Shézac pensa fugacement à Prodès Acilès, le démon qui était l’amant de leur roi, son « beau frère », comme il se moquait souvent de lui. Il se demandait parfois laquelle de leurs deux situation était la pire. Shézac savait que celui qu’il aimait était en bonne santé, mais ne pouvait ni le voir ni le toucher, condamné à vivre avec son souvenir et la crainte qu’il ne finisse par lui arriver quelque chose. Prodès, lui, veillait nuits et jours sur la dépouille inanimé de leur souverain, mais n’avait aucune certitude que son esprit finirait par se reconstruire et que la coquille vide se mouvrait à nouveau de sa propre volonté.

Shézac embrassa fugacement les lèvres de Scysios, comme pour chasser le souvenir lointain de celles de Zénon. Dans son malheur, il avait de la chance ; il n’était pas complètement seul.

Même s’il avait déjà prévu de passer un savon magistral à son ami pour tous les risques qu’il avait pris, dès que celui-ci serait rétabli.

- Allez, viens manger, lança-t-il au maudit tout en se redressant.
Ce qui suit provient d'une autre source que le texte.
//! Common test utilities for all integration tests.
//!
//! Inventories, cache directories and configuration tuned for fast tests.

#![allow(dead_code)]
#![allow(clippy::duplicate_mod)]

use chrono::{DateTime, Duration, TimeZone, Utc};
use std::sync::Arc;
use tempfile::TempDir;
use vaultdex::config::AppConfig;
use vaultdex::crypto::CryptoBox;
use vaultdex::domain::{CertMeta, KeyMeta, SecretMeta, SecretString};
use vaultdex::source::{Inventory, InventoryDataSource, InventorySubscription, InventoryVault};

/// PBKDF2 iterations for tests; far below the production default
pub const TEST_KDF_ITERATIONS: u32 = 1_000;

pub fn test_crypto() -> CryptoBox {
    CryptoBox::new(TEST_KDF_ITERATIONS)
}

pub fn password() -> SecretString {
    SecretString::new("correct horse battery staple")
}

/// Fixed reference instant used by expiration tests
pub fn reference_now() -> DateTime<Utc> {
    Utc.with_ymd_and_hms(2024, 1, 1, 0, 0, 0).unwrap()
}

/// Configuration pointing at a temporary cache directory
pub fn test_config(dir: &TempDir) -> AppConfig {
    let mut config = AppConfig::default();
    config.cache.cache_dir = dir.path().to_path_buf();
    config.cache.kdf_iterations = TEST_KDF_ITERATIONS;
    config.indexing.batch_size = 3;
    config.indexing.vault_timeout_seconds = 5;
    config
}

/// A vault holding one of each resource kind, with a value for the secret
pub fn sample_vault(name: &str) -> InventoryVault {
    let expiry = Utc::now() + Duration::days(10);
    InventoryVault::new(name)
        .with_secret(
            SecretMeta::named(format!("{}-db-conn", name)).with_tag("env", "prod"),
            Some("Server=db;Password=hunter2"),
        )
        .with_key(KeyMeta::named(format!("{}-signing", name)))
        .with_certificate(
            CertMeta::named(format!("{}-tls", name)).with_expiry(expiry),
            Some("-----BEGIN CERTIFICATE-----"),
        )
}

/// One subscription containing a sample vault per name
pub fn inventory(vaults: &[&str]) -> Inventory {
    let subscription = vaults
        .iter()
        .fold(InventorySubscription::new("sub-1"), |sub, name| sub.with_vault(sample_vault(name)));
    Inventory { subscriptions: vec![subscription] }
}

pub fn source(vaults: &[&str]) -> Arc<InventoryDataSource> {
    Arc::new(InventoryDataSource::new(inventory(vaults)))
}
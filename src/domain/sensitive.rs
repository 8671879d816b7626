//! Redacting wrapper for secret material fetched into the session index.
//!
//! Values held by the ephemeral index and passwords handed to the persistent
//! cache travel as [`SecretString`]: Debug, Display and serde output are
//! redacted, and the buffer is zeroed on drop.

use serde::{Deserialize, Deserializer, Serialize, Serializer};
use std::fmt;
use zeroize::{Zeroize, ZeroizeOnDrop};

/// A string that never prints, logs, or serializes its contents.
///
/// Use [`SecretString::expose_secret`] where the real value is required
/// (key derivation, value search, writing into an encrypted envelope).
#[derive(Clone, Zeroize, ZeroizeOnDrop)]
pub struct SecretString(String);

impl Serialize for SecretString {
    fn serialize<S>(&self, serializer: S) -> Result<S::Ok, S::Error>
    where
        S: Serializer,
    {
        serializer.serialize_str("[REDACTED]")
    }
}

impl<'de> Deserialize<'de> for SecretString {
    fn deserialize<D>(deserializer: D) -> Result<Self, D::Error>
    where
        D: Deserializer<'de>,
    {
        let value = String::deserialize(deserializer)?;
        Ok(SecretString(value))
    }
}

impl SecretString {
    pub fn new(secret: impl Into<String>) -> Self {
        Self(secret.into())
    }

    /// Exposes the underlying value. Never log the result.
    pub fn expose_secret(&self) -> &str {
        &self.0
    }

    pub fn len(&self) -> usize {
        self.0.len()
    }

    pub fn is_empty(&self) -> bool {
        self.0.is_empty()
    }
}

impl fmt::Debug for SecretString {
    fn fmt(&self, f: &mut fmt::Formatter<'_>) -> fmt::Result {
        write!(f, "SecretString([REDACTED])")
    }
}

impl fmt::Display for SecretString {
    fn fmt(&self, f: &mut fmt::Formatter<'_>) -> fmt::Result {
        write!(f, "[REDACTED]")
    }
}

impl PartialEq for SecretString {
    fn eq(&self, other: &Self) -> bool {
        self.0 == other.0
    }
}

impl Eq for SecretString {}

impl From<String> for SecretString {
    fn from(s: String) -> Self {
        Self::new(s)
    }
}

impl From<&str> for SecretString {
    fn from(s: &str) -> Self {
        Self::new(s)
    }
}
Je dois retourner voir mon père, il veut rencontrer Fallnir.

Scysios bâilla et s’étira de tout son long, comme un gros chat mal luné.

- Ils veulent s’entretuer ? Grogna le maudit en se frottant à nouveau les yeux, avant de nouer sommairement ses longs cheveux emmêlés.
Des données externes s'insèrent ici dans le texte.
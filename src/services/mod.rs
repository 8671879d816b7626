//! Service layer
//!
//! Components that compose the cache layers and the coordinator into the
//! operations the CLI and embedding applications call.

pub mod vault_index;

pub use vault_index::VaultIndexService;
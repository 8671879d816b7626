//! # Configuration Management
//!
//! Configuration is read from `VAULTDEX_*` environment variables. The binary
//! loads an optional `.env` file with `dotenvy` before calling
//! [`AppConfig::from_env`].

pub mod settings;

pub use settings::{AppConfig, CacheConfig, IndexingConfig, ObservabilityConfig};
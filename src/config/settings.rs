//! # Configuration Settings
//!
//! Defines the configuration structure for vaultdex.

use crate::crypto::DEFAULT_PBKDF2_ITERATIONS;
use crate::errors::{Result, VaultdexError};
use serde::{Deserialize, Serialize};
use std::net::SocketAddr;
use std::path::PathBuf;
use std::str::FromStr;
use std::time::Duration;
use validator::Validate;

/// Main application configuration
#[derive(Debug, Clone, Serialize, Deserialize, Validate, Default)]
pub struct AppConfig {
    /// Persistent cache configuration
    #[validate(nested)]
    pub cache: CacheConfig,

    /// Indexing coordinator configuration
    #[validate(nested)]
    pub indexing: IndexingConfig,

    /// Observability configuration
    #[validate(nested)]
    pub observability: ObservabilityConfig,
}

impl AppConfig {
    /// Build the configuration from `VAULTDEX_*` environment variables
    pub fn from_env() -> Result<Self> {
        let config = Self {
            cache: CacheConfig::from_env()?,
            indexing: IndexingConfig::from_env()?,
            observability: ObservabilityConfig::from_env()?,
        };
        config.validate()?;
        Ok(config)
    }

    /// Validate the entire configuration
    pub fn validate(&self) -> Result<()> {
        Validate::validate(self).map_err(VaultdexError::from)?;
        Ok(())
    }
}

/// Persistent cache configuration
#[derive(Debug, Clone, Serialize, Deserialize, Validate)]
pub struct CacheConfig {
    /// Directory holding `cache.salt`, `cache.iv` and `cache.dat`
    pub cache_dir: PathBuf,

    /// PBKDF2 iteration count
    #[validate(range(min = 1000, message = "KDF iterations must be at least 1000"))]
    pub kdf_iterations: u32,
}

impl Default for CacheConfig {
    fn default() -> Self {
        Self { cache_dir: default_cache_dir(), kdf_iterations: DEFAULT_PBKDF2_ITERATIONS }
    }
}

impl CacheConfig {
    pub fn from_env() -> Result<Self> {
        let cache_dir =
            std::env::var("VAULTDEX_CACHE_DIR").map(PathBuf::from).unwrap_or_else(|_| default_cache_dir());
        let kdf_iterations = env_parse("VAULTDEX_KDF_ITERATIONS", DEFAULT_PBKDF2_ITERATIONS)?;

        Ok(Self { cache_dir, kdf_iterations })
    }
}

fn default_cache_dir() -> PathBuf {
    match std::env::var_os("HOME") {
        Some(home) => PathBuf::from(home).join(".vaultdex"),
        None => PathBuf::from(".vaultdex"),
    }
}

/// Indexing coordinator configuration
#[derive(Debug, Clone, Serialize, Deserialize, Validate)]
pub struct IndexingConfig {
    /// Vaults crawled concurrently per batch
    #[validate(range(min = 1, max = 64, message = "Batch size must be between 1 and 64"))]
    pub batch_size: usize,

    /// Upper bound on one vault crawl
    #[validate(range(
        min = 1,
        max = 3600,
        message = "Vault timeout must be between 1 and 3600 seconds"
    ))]
    pub vault_timeout_seconds: u64,

    /// Interval between scheduled passes (0 = no scheduler)
    pub reindex_interval_seconds: u64,

    /// Fetch secret and certificate values into the session index
    pub include_values: bool,

    /// Items per listing page requested from the data source
    #[validate(range(min = 1, max = 1000, message = "Page size must be between 1 and 1000"))]
    pub list_page_size: usize,
}

impl Default for IndexingConfig {
    fn default() -> Self {
        Self {
            batch_size: 5,
            vault_timeout_seconds: 120,
            reindex_interval_seconds: 3600,
            include_values: false,
            list_page_size: 25,
        }
    }
}

impl IndexingConfig {
    pub fn from_env() -> Result<Self> {
        let defaults = Self::default();
        Ok(Self {
            batch_size: env_parse("VAULTDEX_BATCH_SIZE", defaults.batch_size)?,
            vault_timeout_seconds: env_parse(
                "VAULTDEX_VAULT_TIMEOUT_SECONDS",
                defaults.vault_timeout_seconds,
            )?,
            reindex_interval_seconds: env_parse(
                "VAULTDEX_REINDEX_INTERVAL_SECONDS",
                defaults.reindex_interval_seconds,
            )?,
            include_values: env_flag("VAULTDEX_INCLUDE_VALUES", defaults.include_values),
            list_page_size: env_parse("VAULTDEX_LIST_PAGE_SIZE", defaults.list_page_size)?,
        })
    }

    pub fn vault_timeout(&self) -> Duration {
        Duration::from_secs(self.vault_timeout_seconds)
    }

    /// Scheduler interval, or `None` when scheduling is disabled
    pub fn reindex_interval(&self) -> Option<Duration> {
        match self.reindex_interval_seconds {
            0 => None,
            secs => Some(Duration::from_secs(secs)),
        }
    }
}

/// Observability configuration for logging and metrics
#[derive(Debug, Clone, Serialize, Deserialize, Validate)]
pub struct ObservabilityConfig {
    /// Service name attached to log output
    #[validate(length(min = 1, message = "Service name cannot be empty"))]
    pub service_name: String,

    /// Log level filter (e.g., "info", "vaultdex=debug")
    #[validate(length(min = 1, message = "Log level cannot be empty"))]
    pub log_level: String,

    /// Emit JSON log lines
    pub json_logging: bool,

    /// Record metrics and serve them in Prometheus format
    pub enable_metrics: bool,

    /// Listen address for the Prometheus scrape endpoint
    #[validate(length(min = 1, message = "Metrics address cannot be empty"))]
    pub metrics_addr: String,
}

impl Default for ObservabilityConfig {
    fn default() -> Self {
        Self {
            service_name: "vaultdex".to_string(),
            log_level: "info".to_string(),
            json_logging: false,
            enable_metrics: false,
            metrics_addr: "127.0.0.1:9464".to_string(),
        }
    }
}

impl ObservabilityConfig {
    pub fn from_env() -> Result<Self> {
        let defaults = Self::default();
        Ok(Self {
            service_name: defaults.service_name,
            log_level: std::env::var("VAULTDEX_LOG_LEVEL").unwrap_or(defaults.log_level),
            json_logging: env_flag("VAULTDEX_LOG_JSON", defaults.json_logging),
            enable_metrics: env_flag("VAULTDEX_ENABLE_METRICS", defaults.enable_metrics),
            metrics_addr: std::env::var("VAULTDEX_METRICS_ADDR").unwrap_or(defaults.metrics_addr),
        })
    }

    /// Parsed scrape endpoint address
    pub fn metrics_socket_addr(&self) -> Result<SocketAddr> {
        self.metrics_addr.parse().map_err(|e| {
            VaultdexError::config(format!("Invalid metrics address '{}': {}", self.metrics_addr, e))
        })
    }
}

/// Parse an environment variable, falling back to `default` when unset
fn env_parse<T>(key: &str, default: T) -> Result<T>
where
    T: FromStr,
    T::Err: std::fmt::Display,
{
    match std::env::var(key) {
        Ok(raw) => raw
            .trim()
            .parse::<T>()
            .map_err(|e| VaultdexError::config(format!("Invalid {} '{}': {}", key, raw, e))),
        Err(_) => Ok(default),
    }
}

fn env_flag(key: &str, default: bool) -> bool {
    std::env::var(key).map(|s| s.eq_ignore_ascii_case("true") || s == "1").unwrap_or(default)
}

#[cfg(test)]
mod tests {
    use super::*;

    #[test]
    fn test_default_config_validation() {
        let config = AppConfig::default();
        assert!(config.validate().is_ok());
        assert_eq!(config.indexing.batch_size, 5);
        assert_eq!(config.indexing.vault_timeout(), Duration::from_secs(120));
        assert_eq!(config.cache.kdf_iterations, 100_000);
    }

    #[test]
    fn test_reindex_interval() {
        let mut indexing = IndexingConfig::default();
        assert_eq!(indexing.reindex_interval(), Some(Duration::from_secs(3600)));
        indexing.reindex_interval_seconds = 0;
        assert_eq!(indexing.reindex_interval(), None);
    }

    #[test]
    fn test_config_validation_ranges() {
        let mut config = AppConfig::default();
        config.indexing.batch_size = 0;
        assert!(config.validate().is_err());

        let mut config = AppConfig::default();
        config.indexing.batch_size = 65;
        assert!(config.validate().is_err());

        let mut config = AppConfig::default();
        config.cache.kdf_iterations = 10;
        assert!(config.validate().is_err());

        let mut config = AppConfig::default();
        config.observability.log_level = String::new();
        let err = config.validate().unwrap_err();
        assert!(matches!(err, VaultdexError::Validation(_)));
    }

    #[test]
    fn test_metrics_socket_addr() {
        let mut config = ObservabilityConfig::default();
        assert_eq!(config.metrics_socket_addr().unwrap().port(), 9464);

        config.metrics_addr = "not-an-address".to_string();
        assert!(matches!(config.metrics_socket_addr(), Err(VaultdexError::Config(_))));
    }
}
Il avisa un plateau-repas que Shézac avait déposé sur un coin dégagé de son bureau, puis se tourna vers le réveil pour réaliser que la matinée n’était même pas encore terminée. Il aurait pu dormir encore quelques heures.
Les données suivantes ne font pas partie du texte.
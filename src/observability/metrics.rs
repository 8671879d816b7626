//! # Metrics Collection
//!
//! Indexing, cache and search metrics emitted through the `metrics` facade.
//! [`install_exporter`] serves them on a Prometheus scrape endpoint; a process
//! embedding the library may install its own recorder instead.

use ::tracing::info;
use metrics::{counter, describe_counter, describe_gauge, describe_histogram, gauge, histogram, Unit};
use metrics_exporter_prometheus::PrometheusBuilder;

use crate::config::ObservabilityConfig;
use crate::errors::{Result, VaultdexError};

/// Install the global Prometheus recorder and its HTTP listener.
///
/// Does nothing when metrics are disabled. Must run inside a tokio runtime.
pub fn install_exporter(config: &ObservabilityConfig) -> Result<()> {
    if !config.enable_metrics {
        return Ok(());
    }

    let socket_addr = config.metrics_socket_addr()?;
    PrometheusBuilder::new()
        .with_http_listener(socket_addr)
        .add_global_label("service", &config.service_name)
        .install()
        .map_err(|e| {
            VaultdexError::config(format!("Failed to initialize metrics exporter: {}", e))
        })?;

    info!(metrics_addr = %socket_addr, "Prometheus metrics exporter listening");
    Ok(())
}

/// Metrics recorder handed to the coordinator and the service
#[derive(Debug, Clone, Copy, Default)]
pub struct MetricsRecorder {
    enabled: bool,
}

impl MetricsRecorder {
    pub fn new(enabled: bool) -> Self {
        Self { enabled }
    }

    pub fn from_config(config: &ObservabilityConfig) -> Self {
        let recorder = Self::new(config.enable_metrics);
        if recorder.enabled {
            recorder.register_metrics();
            info!(service_name = %config.service_name, "Metrics collection enabled");
        }
        recorder
    }

    pub fn is_enabled(&self) -> bool {
        self.enabled
    }

    /// Record a vault crawled and cached
    pub fn record_vault_indexed(&self, resources: usize) {
        if !self.enabled {
            return;
        }
        counter!("vaults_indexed_total").increment(1);
        histogram!("vault_resources_indexed").record(resources as f64);
    }

    /// Record a vault or subscription that could not be crawled
    pub fn record_index_failure(&self, kind: &str) {
        if !self.enabled {
            return;
        }
        counter!("vault_index_failures_total", "kind" => kind.to_string()).increment(1);
    }

    /// Update the running pass's progress gauge
    pub fn set_progress(&self, percent: u8) {
        if !self.enabled {
            return;
        }
        gauge!("indexing_progress_percent").set(f64::from(percent));
    }

    /// Record a finished pass
    pub fn record_pass(&self, outcome: &str, duration_seconds: f64) {
        if !self.enabled {
            return;
        }
        histogram!("indexing_pass_duration_seconds", "outcome" => outcome.to_string())
            .record(duration_seconds);
    }

    /// Record a persistent cache save attempt
    pub fn record_cache_save(&self, success: bool) {
        if !self.enabled {
            return;
        }
        let status = if success { "success" } else { "error" };
        counter!("cache_saves_total", "status" => status).increment(1);
    }

    /// Record a search against one cache layer
    pub fn record_search(&self, layer: &str, hits: usize) {
        if !self.enabled {
            return;
        }
        counter!("searches_total", "layer" => layer.to_string()).increment(1);
        histogram!("search_hits", "layer" => layer.to_string()).record(hits as f64);
    }

    /// Describe every metric and zero the counters so they appear before events occur
    pub fn register_metrics(&self) {
        describe_counter!("vaults_indexed_total", Unit::Count, "Vaults crawled and cached");
        describe_counter!(
            "vault_index_failures_total",
            Unit::Count,
            "Vault and subscription crawl failures grouped by kind"
        );
        describe_gauge!(
            "indexing_progress_percent",
            Unit::Percent,
            "Progress of the current indexing pass"
        );
        describe_histogram!(
            "indexing_pass_duration_seconds",
            Unit::Seconds,
            "Duration of indexing passes grouped by outcome"
        );
        describe_histogram!("vault_resources_indexed", Unit::Count, "Resources per crawled vault");
        describe_counter!("cache_saves_total", Unit::Count, "Persistent cache saves by status");
        describe_counter!("searches_total", Unit::Count, "Searches grouped by cache layer");
        describe_histogram!("search_hits", Unit::Count, "Hits returned per search");

        counter!("vaults_indexed_total").absolute(0);
        counter!("cache_saves_total", "status" => "success").absolute(0);
        counter!("cache_saves_total", "status" => "error").absolute(0);
        gauge!("indexing_progress_percent").set(0.0);
    }
}

#[cfg(test)]
mod tests {
    use super::*;

    #[test]
    fn test_disabled_recorder_is_noop() {
        let recorder = MetricsRecorder::default();
        assert!(!recorder.is_enabled());
        recorder.record_vault_indexed(3);
        recorder.record_index_failure("timeout");
        recorder.set_progress(50);
        recorder.record_pass("completed", 1.5);
        recorder.record_cache_save(true);
        recorder.record_search("persistent", 2);
    }

    #[test]
    fn test_enabled_recorder_without_exporter() {
        let config = ObservabilityConfig { enable_metrics: true, ..Default::default() };
        let recorder = MetricsRecorder::from_config(&config);
        assert!(recorder.is_enabled());
        recorder.record_vault_indexed(10);
        recorder.record_search("session", 0);
    }

    #[test]
    fn test_exporter_skipped_when_disabled() {
        let config = ObservabilityConfig {
            enable_metrics: false,
            metrics_addr: "not-an-address".to_string(),
            ..Default::default()
        };
        assert!(install_exporter(&config).is_ok());
    }

    #[test]
    fn test_exporter_rejects_bad_address() {
        let config = ObservabilityConfig {
            enable_metrics: true,
            metrics_addr: "not-an-address".to_string(),
            ..Default::default()
        };
        assert!(matches!(install_exporter(&config), Err(VaultdexError::Config(_))));
    }

    #[tokio::test]
    async fn test_exporter_serves_recorded_metrics() {
        use tokio::io::{AsyncReadExt, AsyncWriteExt};

        let port = std::net::TcpListener::bind("127.0.0.1:0").unwrap().local_addr().unwrap().port();
        let config = ObservabilityConfig {
            enable_metrics: true,
            metrics_addr: format!("127.0.0.1:{}", port),
            ..Default::default()
        };
        install_exporter(&config).unwrap();
        let recorder = MetricsRecorder::from_config(&config);
        recorder.record_vault_indexed(4);

        let mut body = String::new();
        for _ in 0..50 {
            if let Ok(mut stream) = tokio::net::TcpStream::connect(("127.0.0.1", port)).await {
                stream
                    .write_all(b"GET /metrics HTTP/1.1\r\nHost: localhost\r\nConnection: close\r\n\r\n")
                    .await
                    .unwrap();
                stream.read_to_string(&mut body).await.unwrap();
                break;
            }
            tokio::time::sleep(std::time::Duration::from_millis(20)).await;
        }
        assert!(body.contains("vaults_indexed_total"), "scrape output: {body}");
    }
}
- Non, lui apprit Shézac avec un reniflement amusé. Mon père veut savoir ce que Fallnir va faire, maintenant.

Le blond était négligemment installé sur le lit, le bras posé sur un genou replié. Scysios s’assit sur le bord du matelas et se massa la nuque, tentant vainement d’émerger et de remettre un peu de clarté dans ses idées. Il ne savait pas ce qu’il s’était passé depuis sa perte de conscience, mais se doutait à la mine de Shézac que tout devait être rentré dans l’ordre. A vrai dire, il était trop dans le cirage pour se soucier de quoi que ce soit.

- D’ailleurs, je vais aller voir tout de suite, soupira Shézac en se redressant. Ca va aller, pour toi ?

Scysios resta longuement immobile, les yeux dans le vide. Il fallut un certain temps à son esprit embrumé pour comprendre la question et articuler une réponse de sa voix enrouée par le sommeil.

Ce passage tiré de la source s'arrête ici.